Fastest way to compute multiple outer products

Given a 2d matrix of size (2000x1000) i need to compute the outer product of each row with itself. Finally all the outer products must be averaged. What is the fastest/most efficient way of doing so?
This is by far the biggest bottle neck in my program. Ive come up with 2 solutions. The 2. of which, against all intuition, is way faster than the first. Any help to improve the speed of this computation will be greatly appriciated. The computation will be performed by the GPU if its of any relevance.

Slowest:

def avg_matrix_outer_products_v1(a):
    x_dim, y_dim = a.shape
    ourter_products = torch.matmul(a.view(x_dim, y_dim, 1), a.view(x_dim, 1, y_dim)).T
    return torch.mean(ourter_products , 2)

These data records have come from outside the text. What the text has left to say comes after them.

#[tokio::test]
async fn clear_all_rebuilds_the_same_index() {
    let dir = tempfile::tempdir().unwrap();
    sale_codebase(dir.path());
    let orch = orchestrator(dir.path());
    run(&orch, RunParams::full()).await.unwrap();
    let before = orch.storage().index_stats().unwrap();

    let params = RunParams {
        incremental: true,
        modules: None,
        clear_all: true,
    };
    let report = run(&orch, params).await.unwrap();
    assert!(!report.noop);
    assert_eq!(report.files_indexed, 6);

    let after = orch.storage().index_stats().unwrap();
    assert_eq!(before.total_items, after.total_items);
    assert_eq!(before.total_relationships, after.total_relationships);
}

#[tokio::test]
async fn search_pages_through_models() {
    let dir = tempfile::tempdir().unwrap();
    write(dir.path(), "sale_models/__manifest__.py", "{'name': 'Models', 'depends': []}");
    let mut source = String::from("from odoo import models\n\n");
    for (i, name) in ["alpha", "beta", "gamma", "delta", "epsilon"].iter().enumerate() {
        source.push_str(&format!(
            "\nclass Model{i}(models.Model):\n    _name = 'sale.{name}'\n\n"
        ));
    }
    write(dir.path(), "sale_models/models/models.py", &source);

    let orch = orchestrator(dir.path());
    run(&orch, RunParams::full()).await.unwrap();

    let mut params = SearchParams {
        pattern: "sale%".to_string(),
        kind: Some(EntityKind::Model),
        limit: 2,
        ..SearchParams::default()
    };
    let page = orch.storage().search(&params).unwrap();
    assert_eq!(page.total, 5);
    assert_eq!(page.returned(), 2);
    assert_eq!(page.next_offset(), Some(2));

    params.offset = 4;
    let last = orch.storage().search(&params).unwrap();
    assert_eq!(last.returned(), 1);
    assert!(!last.has_more());
}

#[tokio::test]
async fn missing_root_fails_the_run() {
    let dir = tempfile::tempdir().unwrap();
    let orch = orchestrator(&dir.path().join("nowhere"));
    let err = run(&orch, RunParams::full()).await.unwrap_err();
    assert!(matches!(err, OdixError::Scan(_)));
}

#[tokio::test]
async fn slow_file_times_out_without_failing_the_run() {
    let dir = tempfile::tempdir().unwrap();
    sale_codebase(dir.path());
    let storage = Arc::new(Storage::open_in_memory().unwrap());
    let config = IndexingConfig {
        parse_timeout_secs: 1,
        ..config()
    };
    let orch = Orchestrator::new(storage, dir.path(), config)
        .with_parser(slow_parser(Duration::from_millis(1500)));

    let report = run(&orch, RunParams::full()).await.unwrap();
    assert_eq!(report.failures.len(), 2);
    assert!(report.failures.iter().all(|f| f.code == "timeout"));
    assert_eq!(report.files_indexed, 4);
}

#[tokio::test(flavor = "multi_thread", worker_threads = 2)]
async fn concurrent_trigger_is_rejected() {
    let dir = tempfile::tempdir().unwrap();
    sale_codebase(dir.path());
    let storage = Arc::new(Storage::open_in_memory().unwrap());
    let orch = Orchestrator::new(storage, dir.path(), config())
        .with_parser(slow_parser(Duration::from_millis(300)));
    let coord = RunCoordinator::new(orch, tokio::runtime::Handle::current());

    coord.trigger(RunParams::full()).unwrap();
    let err = coord.trigger(RunParams::default()).unwrap_err();
    assert!(matches!(err, OdixError::ConcurrentRunRejected { .. }));
    assert!(coord.status().unwrap().is_running);

    let mut waited = 0;
    while coord.is_running() && waited < 100 {
        tokio::time::sleep(Duration::from_millis(50)).await;
        waited += 1;
    }
    let status = coord.status().unwrap();
    assert!(!status.is_running);
    assert!(matches!(status.last_run, Some(LastRun::Succeeded { .. })));

    // The slot is free again.
    let report = coord.run_to_completion(RunParams::default()).await.unwrap();
    assert!(report.failures.is_empty());
}

const CUSTOM_MANIFEST: &str = "{'name': 'Sale Custom', 'depends': ['sale']}\n";

fn confirm_override(class: &str) -> String {
    format!(
        "from odoo import models\n\n\nclass {class}(models.Model):\n    _inherit = 'sale.order'\n\n    def action_confirm(self):\n        return super().action_confirm()\n"
    )
}

#[tokio::test]
async fn method_defined_in_two_files_survives_deleting_one() {
    let dir = tempfile::tempdir().unwrap();
    write(dir.path(), "m/__manifest__.py", CUSTOM_MANIFEST);
    write(dir.path(), "m/models/a.py", &confirm_override("SaleOrderA"));
    write(dir.path(), "m/models/b.py", &confirm_override("SaleOrderB"));
    let orch = orchestrator(dir.path());
    run(&orch, RunParams::full()).await.unwrap();

    let details = orch
        .storage()
        .get_entity(EntityKind::Function, "action_confirm", Some("sale.order"), Some("m"))
        .unwrap();
    assert!(details.entity.file_path.ends_with("models/b.py"));

    std::fs::remove_file(dir.path().join("m/models/b.py")).unwrap();
    let report = run(&orch, RunParams::default()).await.unwrap();
    assert_eq!(report.files_deleted, 1);

    let details = orch
        .storage()
        .get_entity(EntityKind::Function, "action_confirm", Some("sale.order"), Some("m"))
        .unwrap();
    assert!(details.entity.file_path.ends_with("models/a.py"));

    std::fs::remove_file(dir.path().join("m/models/a.py")).unwrap();
    run(&orch, RunParams::default()).await.unwrap();
    let err = orch
        .storage()
        .get_entity(EntityKind::Function, "action_confirm", Some("sale.order"), Some("m"))
        .unwrap_err();
    assert!(matches!(err, OdixError::NotFound(_)));
}

#[tokio::test]
async fn file_grown_past_size_limit_is_a_failure_not_a_deletion() {
    let dir = tempfile::tempdir().unwrap();
    write(dir.path(), "x/__manifest__.py", "{'name': 'X', 'depends': []}\n");
    let model = "from odoo import models\n\n\nclass XA(models.Model):\n    _name = 'x.a'\n";
    write(dir.path(), "x/models/x_a.py", model);
    let storage = Arc::new(Storage::open_in_memory().unwrap());
    let config = IndexingConfig {
        max_file_size_bytes: 200,
        ..config()
    };
    let orch = Orchestrator::new(storage, dir.path(), config);
    let report = run(&orch, RunParams::full()).await.unwrap();
    assert!(report.failures.is_empty());

    let padded = format!("{model}# {}\n", "x".repeat(300));
    write(dir.path(), "x/models/x_a.py", &padded);
    let report = run(&orch, RunParams::default()).await.unwrap();
    assert_eq!(report.files_deleted, 0);
    assert_eq!(report.files_skipped, 1);
    assert_eq!(report.failures.len(), 1);
    assert_eq!(report.failures[0].code, "file_too_large");
    assert_eq!(report.failures[0].module, "x");
    assert!(report.failures[0].file_path.ends_with("x/models/x_a.py"));

    orch.storage()
        .get_entity(EntityKind::Model, "x.a", None, Some("x"))
        .unwrap();
}

#[tokio::test]
async fn override_into_later_module_stays_resolved_through_commit() {
    let dir = tempfile::tempdir().unwrap();
    // a_ext commits before the module it extends.
    write(dir.path(), "z_base/__manifest__.py", "{'name': 'Base', 'depends': []}\n");
    write(
        dir.path(),
        "z_base/models/order.py",
        "from odoo import models\n\n\nclass Order(models.Model):\n    _name = 'z.order'\n\n    def action_done(self):\n        return True\n",
    );
    write(dir.path(), "a_ext/__manifest__.py", "{'name': 'Ext', 'depends': ['z_base']}\n");
    write(
        dir.path(),
        "a_ext/models/order.py",
        "from odoo import models\n\n\nclass Order(models.Model):\n    _inherit = 'z.order'\n\n    def action_done(self):\n        return super().action_done()\n",
    );
    let orch = orchestrator(dir.path());

    let report = run(&orch, RunParams::full()).await.unwrap();
    assert_eq!(report.modules_committed, 2);
    assert_eq!(report.relationships_invalidated, 0);
    assert_eq!(report.relationships_resolved_later, 0);

    let hits = orch
        .storage()
        .find_references(EntityKind::Function, "action_done", Some(RelationshipKind::Override))
        .unwrap();
    assert_eq!(hits.len(), 1);
    assert_eq!(hits[0].relationship.source.module, "a_ext");
    assert_eq!(hits[0].relationship.target.module.as_deref(), Some("z_base"));
}

/// Every entity and relationship row, minus ids and timestamps, sorted.
fn dump(db: &Path) -> (Vec<String>, Vec<String>) {
    let conn = rusqlite::Connection::open(db).unwrap();
    let rows = |sql: &str| -> Vec<String> {
        let mut stmt = conn.prepare(sql).unwrap();
        let mut rows: Vec<String> = stmt
            .query_map([], |row| row.get(0))
            .unwrap()
            .collect::<Result<_, _>>()
            .unwrap();
        rows.sort();
        rows
    };
    let entities = rows(
        "SELECT kind || '|' || name || '|' || parent_name || '|' || module || '|' || file_path
             || '|' || line_number || '|' || COALESCE(xml_id, '') || '|' || attributes
         FROM entities",
    );
    let relationships = rows(
        "SELECT kind || '|' || source_kind || '|' || source_name || '|' || source_parent
             || '|' || source_module || '|' || target_kind || '|' || target_name
             || '|' || target_parent || '|' || target_module || '|' || COALESCE(target_xml_id, '')
             || '|' || resolved || '|' || file_path || '|' || line_number
         FROM relationships",
    );
    (entities, relationships)
}

#[tokio::test]
async fn incremental_run_matches_a_fresh_full_run() {
    let dir = tempfile::tempdir().unwrap();
    let root = dir.path().join("src");
    sale_codebase(&root);
    let incremental_db = dir.path().join("incremental.db");
    let orch = Orchestrator::new(
        Arc::new(Storage::open(&incremental_db).unwrap()),
        &root,
        config(),
    );
    run(&orch, RunParams::full()).await.unwrap();

    write(
        &root,
        "addons/sale_extra/models/sale_order.py",
        &EXTRA_ORDER.replace("note_extra", "memo_extra"),
    );
    std::fs::remove_file(root.join("addons/sale_extra/views/sale_views.xml")).unwrap();
    write(
        &root,
        "addons/sale/models/sale_order_line.py",
        "from odoo import fields, models\n\n\nclass SaleOrderLine(models.Model):\n    _name = 'sale.order.line'\n\n    order_id = fields.Many2one('sale.order', string='Order')\n",
    );
    let report = run(&orch, RunParams::default()).await.unwrap();
    assert_eq!(
        (report.files_new, report.files_modified, report.files_deleted),
        (1, 1, 1)
    );
    assert!(report.failures.is_empty());

    let full_db = dir.path().join("full.db");
    let fresh = Orchestrator::new(Arc::new(Storage::open(&full_db).unwrap()), &root, config());
    run(&fresh, RunParams::full()).await.unwrap();

    let (inc_entities, inc_relationships) = dump(&incremental_db);
    let (full_entities, full_relationships) = dump(&full_db);
    assert!(inc_entities.iter().any(|e| e.contains("memo_extra")));
    assert!(!inc_entities.iter().any(|e| e.contains("note_extra")));
    assert_eq!(inc_entities, full_entities);
    assert_eq!(inc_relationships, full_relationships);
}

#[tokio::test(flavor = "multi_thread", worker_threads = 2)]
async fn progress_counts_each_extracted_file() {
    let dir = tempfile::tempdir().unwrap();
    write(dir.path(), "m/__manifest__.py", "{'name': 'M', 'depends': []}\n");
    for name in ["one", "two", "three"] {
        write(
            dir.path(),
            &format!("m/models/{name}.py"),
            &format!("from odoo import models\n\n\nclass M(models.Model):\n    _name = 'm.{name}'\n"),
        );
    }
    let config = IndexingConfig {
        max_concurrent_modules: 1,
        max_worker_processes: 1,
        ..IndexingConfig::default()
    };
    let orch = Arc::new(
        Orchestrator::new(Arc::new(Storage::open_in_memory().unwrap()), dir.path(), config)
            .with_parser(slow_parser(Duration::from_millis(300))),
    );
    let progress = Arc::new(RunProgress::new());

    let task = {
        let orch = Arc::clone(&orch);
        let progress = Arc::clone(&progress);
        tokio::spawn(async move { orch.run(&RunParams::full(), &progress).await })
    };
    let mut seen = HashSet::new();
    while !task.is_finished() {
        seen.insert(progress.files());
        tokio::time::sleep(Duration::from_millis(20)).await;
    }
    let report = task.await.unwrap().unwrap();
    assert_eq!(report.files_indexed, 4);
    assert_eq!(progress.files(), (4, 4));
    assert!(
        seen.iter().any(|&(done, total)| total == 4 && done > 0 && done < total),
        "no partial progress observed: {seen:?}"
    );
}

This method can run into memory issues but this is easily fixed by splitting “a” into submatracies with only 250-500 rows and calling the function multiple times.

Fastest:

def avg_matrix_outer_products_v2(a):
     x_dim = a.shape[0]
     ourter_products = torch.outer(a[0], a[0])
     for j in range(1, x_dim):
         ourter_products += torch.outer(a[j], a[j])

     return ourter_products / x_dim

If you have a matrix of size 2000 x 1000 and you won’t the outer product of the i-th row, you can use torch.einsum.

So, for example having a matrix that’s shape [i,j] doing torch.einsum("ij->ijj", a) will return the outer product for you.

Hi Aesteban!

The calculation you are asking for can be performed with a single
matrix multiplication:

>>> import torch
>>> torch.__version__
'1.9.0'
>>> _ = torch.manual_seed (2021)
>>> def avg_matrix_outer_products_v2(a):
...      x_dim = a.shape[0]
...      ourter_products = torch.outer(a[0], a[0])
...      for j in range(1, x_dim):
...          ourter_products += torch.outer(a[j], a[j])
...      return ourter_products / x_dim
...
>>> a = torch.randn (2000, 1000)
>>> outA = avg_matrix_outer_products_v2(a)
>>> outB = a.T @ a / a.shape[0]
>>> outB.allclose (outA, atol = 1.e-7)
True

(And, yes, I gave up on your _v1 version because it was annoying
slow and memory inefficient.)

Best.

K. Frank

2 Likes

Thanks alot! Works really well! My program just gained a 10x speed up lol.